Calcio

Carlos Baleba al Manchester United dal Brighton: 70 milioni scommessi sul regista che era

Kenji Nakamura

Il Manchester United ha acquistato una versione di Carlos Baleba che non esiste più — e scommette di poterla ricostruire. La narrazione dominante è quella di un colpo di centrocampo di alto profilo, un giovane camerunense che arriva a Old Trafford tra applausi e con un contratto lungo. È vero, ed è anche l’aspetto meno interessante dell’affare. La parte interessante è il numero, e ciò che quel numero ammette: lo United ha ingaggiato un giocatore nel punto più basso di una stagione difficile, non all’apice di una in ascesa.

Baleba l’ha definita il club dei suoi sogni, e il sentimento è sincero. “È una sensazione incredibile entrare a far parte del club dei miei sogni”, ha dichiarato. “Giocare a Old Trafford è sempre speciale, ma farlo da calciatore del Manchester United sarà un vero onore”. Ma il sentimento non è un sistema, e lo United non paga per un’emozione. Paga per un’idea precisa di calciatore — quella costruita dal Brighton, e quella che per un breve periodo è sembrato il mediano più ambito d’Inghilterra.

Il giocatore costruito dal Brighton

Baleba non è un corridore né un goleador. È un regista: un playmaker basso che si posiziona davanti alla difesa, assorbe la pressione e muove palla in avanti prima che il pressing si organizzi. Al suo apice è stato tra i migliori centrocampisti difensivi della Premier League — un ventiduenne che svolgeva un compito solitamente riservato a giocatori di dieci anni più vecchi, schermando la linea difensiva e dettando i tempi con la palla, senza doverla inseguire. Il Brighton lo ha preso dal Lilla da adolescente e lo ha trasformato in quel giocatore. È un profilo raro, specifico, ed è esattamente ciò per cui una squadra ben gestita paga un premio.

Perché il prezzo è calato

Ed è per questo che la cifra è la notizia. Un anno fa il Brighton chiedeva più di 100 milioni di sterline — una somma che avrebbe superato il record britannico pagato dal Chelsea per Moisés Caicedo. I vertici dello United si sono tirati indietro anziché accettarla. A cambiare non è stato il profilo, ma la forma: una stagione mai decollata, un calo che ne ha appiattito il rendimento, e un mercato che ha smesso di credere nella versione da 100 milioni. La cifra garantita su cui lo United ha infine concordato rappresenta un taglio di circa 50 milioni rispetto a quella richiesta iniziale. Non è un club che vince un’asta. È un club che compra a prezzo scontato un asset in stallo, con il Brighton che si tiene una clausola di rivendita proprio perché sospetta che il valore possa tornare a salire.

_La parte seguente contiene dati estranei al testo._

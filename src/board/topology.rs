//! Validated board topology.
//!
//! A `Board` is the checked, immutable form of a `BoardConfig`. All
//! invariants are verified once in `Board::new`; lookups afterwards cannot
//! fail.

use rustc_hash::FxHashMap;
use serde::{Deserialize, Serialize};

use crate::core::{BoardConfig, Square};
use crate::error::ConfigError;

use super::GridLayout;

/// Which shortcut map an entry came from.
#[derive(Clone, Copy, Debug, PartialEq, Eq, Hash, Serialize, Deserialize)]
pub enum ShortcutKind {
    /// Moves the token down (snake).
    Descent,
    /// Moves the token up (ladder).
    Ascent,
}

impl std::fmt::Display for ShortcutKind {
    fn fmt(&self, f: &mut std::fmt::Formatter<'_>) -> std::fmt::Result {
        match self {
            ShortcutKind::Descent => write!(f, "descent"),
            ShortcutKind::Ascent => write!(f, "ascent"),
        }
    }
}

/// A single connector between two squares.
#[derive(Clone, Copy, Debug, PartialEq, Eq, Hash, Serialize, Deserialize)]
pub struct Shortcut {
    pub kind: ShortcutKind,
    pub from: Square,
    pub to: Square,
}

/// Immutable track plus shortcut maps.
///
/// ## Invariants
///
/// - Every origin and destination lies in `1..=size`
/// - Descents move strictly down, ascents strictly up
/// - No square is an origin in both maps, or twice in one map
/// - The finish square is never an origin
/// - No destination is itself an origin, so one shortcut per turn is enough
#[derive(Clone, Debug)]
pub struct Board {
    size: u16,
    row_width: u16,
    descents: FxHashMap<Square, Square>,
    ascents: FxHashMap<Square, Square>,
}

impl Board {
    /// Validate a configuration and build the board.
    pub fn new(config: &BoardConfig) -> Result<Self, ConfigError> {
        if config.size < 2 {
            return Err(ConfigError::BoardTooSmall { size: config.size });
        }
        if config.row_width == 0 {
            return Err(ConfigError::ZeroRowWidth);
        }

        let descents = build_map(config.size, ShortcutKind::Descent, &config.descents)?;
        let ascents = build_map(config.size, ShortcutKind::Ascent, &config.ascents)?;

        if let Some(&origin) = descents.keys().find(|k| ascents.contains_key(*k)) {
            return Err(ConfigError::OverlappingOrigin { origin });
        }

        let board = Self {
            size: config.size,
            row_width: config.row_width,
            descents,
            ascents,
        };

        if let Some(chained) = board
            .shortcuts()
            .find(|s| board.descents.contains_key(&s.to) || board.ascents.contains_key(&s.to))
        {
            return Err(ConfigError::ChainedShortcut {
                kind: chained.kind,
                from: chained.from,
                to: chained.to,
            });
        }

        log::debug!(
            "board ready: {} squares, {} descents, {} ascents",
            board.size,
            board.descents.len(),
            board.ascents.len()
        );

        Ok(board)
    }

    /// The reference 10x10 board.
    pub fn classic() -> Result<Self, ConfigError> {
        Self::new(&BoardConfig::classic())
    }

    /// Number of squares.
    #[must_use]
    pub fn size(&self) -> u16 {
        self.size
    }

    /// Squares per rendered row.
    #[must_use]
    pub fn row_width(&self) -> u16 {
        self.row_width
    }

    /// The starting square.
    #[must_use]
    pub fn start(&self) -> Square {
        Square::START
    }

    /// The terminal square. Landing here wins.
    #[must_use]
    pub fn finish(&self) -> Square {
        Square::new(self.size)
    }

    /// Destination if `square` is a descent origin.
    #[must_use]
    pub fn descent_of(&self, square: Square) -> Option<Square> {
        self.descents.get(&square).copied()
    }

    /// Destination if `square` is an ascent origin.
    #[must_use]
    pub fn ascent_of(&self, square: Square) -> Option<Square> {
        self.ascents.get(&square).copied()
    }

    /// Shortcut originating at `square`, descents first.
    #[must_use]
    pub fn shortcut_at(&self, square: Square) -> Option<Shortcut> {
        let descent = self.descent_of(square).map(|to| Shortcut {
            kind: ShortcutKind::Descent,
            from: square,
            to,
        });
        descent.or_else(|| {
            self.ascent_of(square).map(|to| Shortcut {
                kind: ShortcutKind::Ascent,
                from: square,
                to,
            })
        })
    }

    /// Every connector on the board, descents first, each group sorted by
    /// origin.
    pub fn shortcuts(&self) -> impl Iterator<Item = Shortcut> + '_ {
        let mut descents: Vec<_> = self.descents.iter().collect();
        descents.sort_unstable();
        let mut ascents: Vec<_> = self.ascents.iter().collect();
        ascents.sort_unstable();

        let descents = descents.into_iter().map(|(&from, &to)| Shortcut {
            kind: ShortcutKind::Descent,
            from,
            to,
        });
        let ascents = ascents.into_iter().map(|(&from, &to)| Shortcut {
            kind: ShortcutKind::Ascent,
            from,
            to,
        });
        descents.chain(ascents)
    }

    /// Grid placement for renderers.
    #[must_use]
    pub fn layout(&self) -> GridLayout {
        GridLayout::new(self.size, self.row_width)
    }
}

fn build_map(
    size: u16,
    kind: ShortcutKind,
    entries: &[(Square, Square)],
) -> Result<FxHashMap<Square, Square>, ConfigError> {
    let mut map = FxHashMap::default();
    let in_range = |s: Square| (1..=size).contains(&s.number());

    for &(from, to) in entries {
        if !in_range(from) || !in_range(to) {
            return Err(ConfigError::OutOfRange { kind, from, to, size });
        }
        match kind {
            ShortcutKind::Descent if to >= from => {
                return Err(ConfigError::NotDescending { from, to });
            }
            ShortcutKind::Ascent if to <= from => {
                return Err(ConfigError::NotAscending { from, to });
            }
            _ => {}
        }
        if from.number() == size {
            return Err(ConfigError::OriginAtFinish { kind, origin: from });
        }
        if map.insert(from, to).is_some() {
            return Err(ConfigError::DuplicateOrigin { kind, origin: from });
        }
    }

    Ok(map)
}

Questa è la scommessa. Baleba è il terzo centrocampista aggiunto dallo United in questa finestra, dopo Andrey Santos e Youri Tielemans, e la conformazione di quel centrocampo è il vero nodo — non l’esborso. Santos e Tielemans sono costruttori di gioco; Baleba è la base, il punto fisso attorno a cui gli altri si muovono. Se l’equilibrio funziona, lo United avrà finalmente il perno di regia che mancava alla squadra, un padrone designato dello spazio davanti alla difesa. Se non funziona, si ritroveranno tre centrocampisti a contendersi gli stessi quaranta metri d’erba.

C’è un intoppo a breve termine che i festeggiamenti ignorano: lo United non può ancora schierarlo. Baleba è arrivato con un infortunio ai legamenti della caviglia rimasto in preseason e non sarà pienamente disponibile prima di metà settembre circa, il che significa che per ora l’acquisto è un’idea più che un’opzione — un nome in rosa e un’assenza in campo. Michael Carrick passerà le prime settimane ad allenare un centrocampo che non contiene ancora il giocatore per cui è stato rimodellato.

Il verdetto, quindi, non è sul trasferimento. È sul recupero. Lo United non ha pagato 70 milioni di sterline per il centrocampista che Baleba è oggi; li ha pagati per quello che era diciotto mesi fa, scommettendo che il calo sia stato una stagione, non un tetto. Se il regista del 2024-25 dovesse tornare, questo è l’affare più intelligente che lo United abbia fatto da anni. Se la flessione era la verità e l’apice l’eccezione, hanno pagato un premio per una base molto costosa — che non vedranno nemmeno muoversi finché le foglie non inizieranno a cadere.